For the past 3 weeks, I think I have been off this site and trying trying to live. I am doing biofeedback and neurofeedback treatment because a lot of my IBS-D is caused by the fact that I am crazy. I have social anxiety disorder and basically I just am extremely negative and paranoid. So I TRIED to not be. But I can't! Anyone ever heard of someone waking up one day and not having IBS-D?!?!?! ANYONE?!?! It has mad me lose all my friends, except my beaitful wonderful boyfriend. But I need more then a boyfriend! IBS affects EVERYTHING! I used to LOVE social situations and attention and going out and dancing! Dancing even gives me an IBS-D attack! I can't go on any trips with my friends, well old friends, or my boyfriend. I want to travel so much. But imagine being in London on that famous ferris wheel and ...OMG I HAVE THE RUNS! Imagine my wedding day, in my big white dress, and I get an attack. Any big event or an event I am not comfortable with or don't like, I get the runs. FOR WORK, SCHOOL, GOING OUT, TRAVEL, SEEING ANYONE! hOW CAN i LIVE IF i HAVE THIS? iT CAN HIT ME AT ANY TIME, AND RUIN THE DAY.NIGHT AND LEAVE ME STRANDED AND TRAPPED IN A PLACE, DESPERATELY HOLDING ONTO MY INSIDES (sorry for the caps) and nto beign able to let them out...humiliated. One time I went to Dolce, this famous resturaunt Ashton Kuthcer owns, fora friends bday. There was onlye 2 bathrooms in the place!!!!! 2 stalls in the tiniest room. A bunch of trendy beautiful rich girls were waiting for me to get out, and smelling everything Im sure, while I was sick 1 ft. way from them. I just don't see how IBS's randomness will ever let me live. Please. Cheer me up! I have no one to talk to about this, and I need to give my poor boyfriend's ears a break.


----------



## young windy (May 14, 2007)

dreday said:


> For the past 3 weeks, I think I have been off this site and trying trying to live. I am doing biofeedback and neurofeedback treatment because a lot of my IBS-D is caused by the fact that I am crazy. I have social anxiety disorder and basically I just am extremely negative and paranoid. So I TRIED to not be. But I can't! Anyone ever heard of someone waking up one day and not having IBS-D?!?!?! ANYONE?!?! It has mad me lose all my friends, except my beaitful wonderful boyfriend. But I need more then a boyfriend! IBS affects EVERYTHING! I used to LOVE social situations and attention and going out and dancing! Dancing even gives me an IBS-D attack! I can't go on any trips with my friends, well old friends, or my boyfriend. I want to travel so much. But imagine being in London on that famous ferris wheel and ...OMG I HAVE THE RUNS! Imagine my wedding day, in my big white dress, and I get an attack. Any big event or an event I am not comfortable with or don't like, I get the runs. FOR WORK, SCHOOL, GOING OUT, TRAVEL, SEEING ANYONE! hOW CAN i LIVE IF i HAVE THIS? iT CAN HIT ME AT ANY TIME, AND RUIN THE DAY.NIGHT AND LEAVE ME STRANDED AND TRAPPED IN A PLACE, DESPERATELY HOLDING ONTO MY INSIDES (sorry for the caps) and nto beign able to let them out...humiliated. One time I went to Dolce, this famous resturaunt Ashton Kuthcer owns, fora friends bday. There was onlye 2 bathrooms in the place!!!!! 2 stalls in the tiniest room. A bunch of trendy beautiful rich girls were waiting for me to get out, and smelling everything Im sure, while I was sick 1 ft. way from them. I just don't see how IBS's randomness will ever let me live. Please. Cheer me up! I have no one to talk to about this, and I need to give my poor boyfriend's ears a break.

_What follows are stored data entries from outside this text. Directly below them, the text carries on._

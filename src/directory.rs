use core::fmt;
use std::{collections::BTreeMap, num::NonZeroU64};

use crate::{
    decoder::ifd::Entry,
    tags::{IfdPointer, Tag},
};

/// An Image File Directory (IFD).
#[doc(alias = "IFD")]
pub struct Directory {
    /// There are at most `u16::MAX` entries in any single directory, the count is stored as a
    /// 2-byte value. The order in the file is implied to be ascending by tag value (the decoder
    /// does not mind unordered entries).
    pub(crate) entries: BTreeMap<u16, Entry>,
    pub(crate) next_ifd: Option<NonZeroU64>,
}

impl Directory {
    /// Retrieve the value associated with a tag.
    pub fn get(&self, tag: Tag) -> Option<&Entry> {
        self.entries.get(&tag.to_u16())
    }

    /// Check if the directory contains a specified tag.
    pub fn contains(&self, tag: Tag) -> bool {
        self.entries.contains_key(&tag.to_u16())
    }

    /// Iterate over all known and unknown tags in this directory.
    pub fn iter(&self) -> impl Iterator<Item = (Tag, &Entry)> + '_ {
        self.entries
            .iter()
            .map(|(k, v)| (Tag::from_u16_exhaustive(*k), v))
    }

    /// Insert additional entries into the directory.
    pub fn extend(&mut self, iter: impl IntoIterator<Item = (Tag, Entry)>) {
        // Code size conscious extension, avoid monomorphic extensions with the assumption of these
        // not being performance sensitive in practice. (Maybe we have a polymorphic interface for
        // the crate usage in the future.
        self.extend_inner(iter.into_iter().by_ref())
    }

    /// Get the pointer to the next IFD, if it was defined.
    pub fn next(&self) -> Option<IfdPointer> {
        self.next_ifd.map(|n| IfdPointer(n.get()))
    }

    fn extend_inner(&mut self, iter: &mut dyn Iterator<Item = (Tag, Entry)>) {
        self.entries
            .extend(iter.map(|(ty, entry)| (ty.to_u16(), entry)));
    }
}

impl fmt::Debug for Directory {
    fn fmt(&self, f: &mut std::fmt::Formatter<'_>) -> std::fmt::Result {
        f.debug_struct("Directory")
            .field(
                "entries",
                &self.entries.iter().map(|(k, v)| (Tag::from_u16(*k), v)),
            )
            .field("next_ifd", &self.next_ifd)
            .finish()
    }
}
/// This is implemented for slices as the `ExtraSamples` tag takes a count of `N`.
///
/// Use `core::slice::from_ref` if you really need to write a single element.
///
/// See: <https://web.archive.org/web/20191120220815/https://www.awaresystems.be/imaging/tiff/tifftags/extrasamples.html>
impl TiffValue for [tags::ExtraSamples] {
    const BYTE_LEN: u8 = <u16 as TiffValue>::BYTE_LEN;
    const FIELD_TYPE: Type = Type::SHORT;

    fn count(&self) -> usize {
        self.len()
    }

    fn data(&self) -> Cow<'_, [u8]> {
        let mut buf: Vec<u8> = Vec::with_capacity(self.len() * 2);
        for x in self {
            buf.extend_from_slice(&x.to_u16().to_ne_bytes());
        }
        Cow::Owned(buf)
    }
}

// If you pass `&Vec<_>` then you'd get at first sight the  complaint:
//
//  `Vec<T>` does not implement `TiffValue`
//
// and a list of implementations of `TiffValue` that are quite unrelated. That is not very helpful.
// We do not *want* `Vec` to implement the trait as an owning type, instead you should pass a
// reference to a slice. The error message is further customized in the diagnostics of the trait.
#[diagnostic::do_not_recommend]
impl<T: TiffValue + ?Sized> TiffValue for &'_ T {
    const BYTE_LEN: u8 = T::BYTE_LEN;
    const FIELD_TYPE: Type = T::FIELD_TYPE;

    fn count(&self) -> usize {
        (*self).count()
    }

    fn write<W: Write>(&self, writer: &mut TiffWriter<W>) -> TiffResult<()> {
        (*self).write(writer)
    }

    fn data(&self) -> Cow<'_, [u8]> {
        T::data(self)
    }
}

/// An array is treated like a slice of the same length.
impl<T, const N: usize> TiffValue for [T; N]
where
    [T]: TiffValue,
{
    const BYTE_LEN: u8 = <[T]>::BYTE_LEN;
    const FIELD_TYPE: Type = <[T]>::FIELD_TYPE;

    fn count(&self) -> usize {
        self.as_slice().count()
    }

    fn write<W: Write>(&self, writer: &mut TiffWriter<W>) -> TiffResult<()> {
        self.as_slice().write(writer)
    }

    fn data(&self) -> Cow<'_, [u8]> {
        self.as_slice().data()
    }
}
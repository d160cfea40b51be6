//! Endian-aware reads and writes of the primitive widths the tile engine
//! needs (8/16/32/64 bit integers and IEEE floats).
//!
//! TIFF allows either byte order per-file (the `II`/`MM` marker in the
//! header); everything downstream of the header has to thread that choice
//! through. This mirrors the role `tiff_kind::TiffKind` plays for
//! classic-vs-BigTIFF offset width, but for byte order instead.

/// Byte order of a TIFF file, as declared by its header.
#[derive(Clone, Copy, Debug, PartialEq, Eq)]
pub enum ByteOrder {
    LittleEndian,
    BigEndian,
}

impl ByteOrder {
    /// Reads a `u16` from the first two bytes of `bytes`.
    ///
    /// Panics if `bytes` has fewer than 2 bytes; callers are expected to
    /// slice before calling, matching the convention of the rest of the
    /// crate's endian helpers.
    pub fn read_u16(self, bytes: &[u8]) -> u16 {
        let b: [u8; 2] = bytes[..2].try_into().unwrap();
        match self {
            ByteOrder::LittleEndian => u16::from_le_bytes(b),
            ByteOrder::BigEndian => u16::from_be_bytes(b),
        }
    }

    pub fn read_u32(self, bytes: &[u8]) -> u32 {
        let b: [u8; 4] = bytes[..4].try_into().unwrap();
        match self {
            ByteOrder::LittleEndian => u32::from_le_bytes(b),
            ByteOrder::BigEndian => u32::from_be_bytes(b),
        }
    }

    pub fn read_u64(self, bytes: &[u8]) -> u64 {
        let b: [u8; 8] = bytes[..8].try_into().unwrap();
        match self {
            ByteOrder::LittleEndian => u64::from_le_bytes(b),
            ByteOrder::BigEndian => u64::from_be_bytes(b),
        }
    }

    pub fn read_i16(self, bytes: &[u8]) -> i16 {
        self.read_u16(bytes) as i16
    }

    pub fn read_i32(self, bytes: &[u8]) -> i32 {
        self.read_u32(bytes) as i32
    }

    pub fn read_i64(self, bytes: &[u8]) -> i64 {
        self.read_u64(bytes) as i64
    }

    pub fn read_f32(self, bytes: &[u8]) -> f32 {
        f32::from_bits(self.read_u32(bytes))
    }

    pub fn read_f64(self, bytes: &[u8]) -> f64 {
        f64::from_bits(self.read_u64(bytes))
    }

    pub fn write_u16(self, out: &mut Vec<u8>, value: u16) {
        out.extend_from_slice(&match self {
            ByteOrder::LittleEndian => value.to_le_bytes(),
            ByteOrder::BigEndian => value.to_be_bytes(),
        });
    }

    pub fn write_u32(self, out: &mut Vec<u8>, value: u32) {
        out.extend_from_slice(&match self {
            ByteOrder::LittleEndian => value.to_le_bytes(),
            ByteOrder::BigEndian => value.to_be_bytes(),
        });
    }

    pub fn write_u64(self, out: &mut Vec<u8>, value: u64) {
        out.extend_from_slice(&match self {
            ByteOrder::LittleEndian => value.to_le_bytes(),
            ByteOrder::BigEndian => value.to_be_bytes(),
        });
    }

    pub fn native() -> Self {
        if cfg!(target_endian = "big") {
            ByteOrder::BigEndian
        } else {
            ByteOrder::LittleEndian
        }
    }
}

#[cfg(test)]
mod tests {
    use super::*;

    #[test]
    fn round_trips_u32() {
        for order in [ByteOrder::LittleEndian, ByteOrder::BigEndian] {
            let mut buf = Vec::new();
            order.write_u32(&mut buf, 0xdead_beef);
            assert_eq!(order.read_u32(&buf), 0xdead_beef);
        }
    }

    #[test]
    fn little_endian_matches_le_bytes() {
        let mut buf = Vec::new();
        ByteOrder::LittleEndian.write_u16(&mut buf, 0x0102);
        assert_eq!(buf, vec![0x02, 0x01]);
    }

    #[test]
    fn big_endian_matches_be_bytes() {
        let mut buf = Vec::new();
        ByteOrder::BigEndian.write_u16(&mut buf, 0x0102);
        assert_eq!(buf, vec![0x01, 0x02]);
    }
}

Hi Dreday,I'm sure you wouldn be the first person to have the trots on the London wheel.And, shockingly, even trendy beautiful rich girls poo and make smells.With things like biofeedback, meditation etc you have to work at it and persist.A buddhist once told me that meditation can sometimes be wonderful and zen like, and other times it can bring up some really difficult stuff, but you have to go with the flow. So, be cool, stop beating yourself up, and make a commitment to yourself to get better, slowly and gradually.You'll get there.And come back for a chat.YW=}}=


----------



## dreday (May 4, 2007)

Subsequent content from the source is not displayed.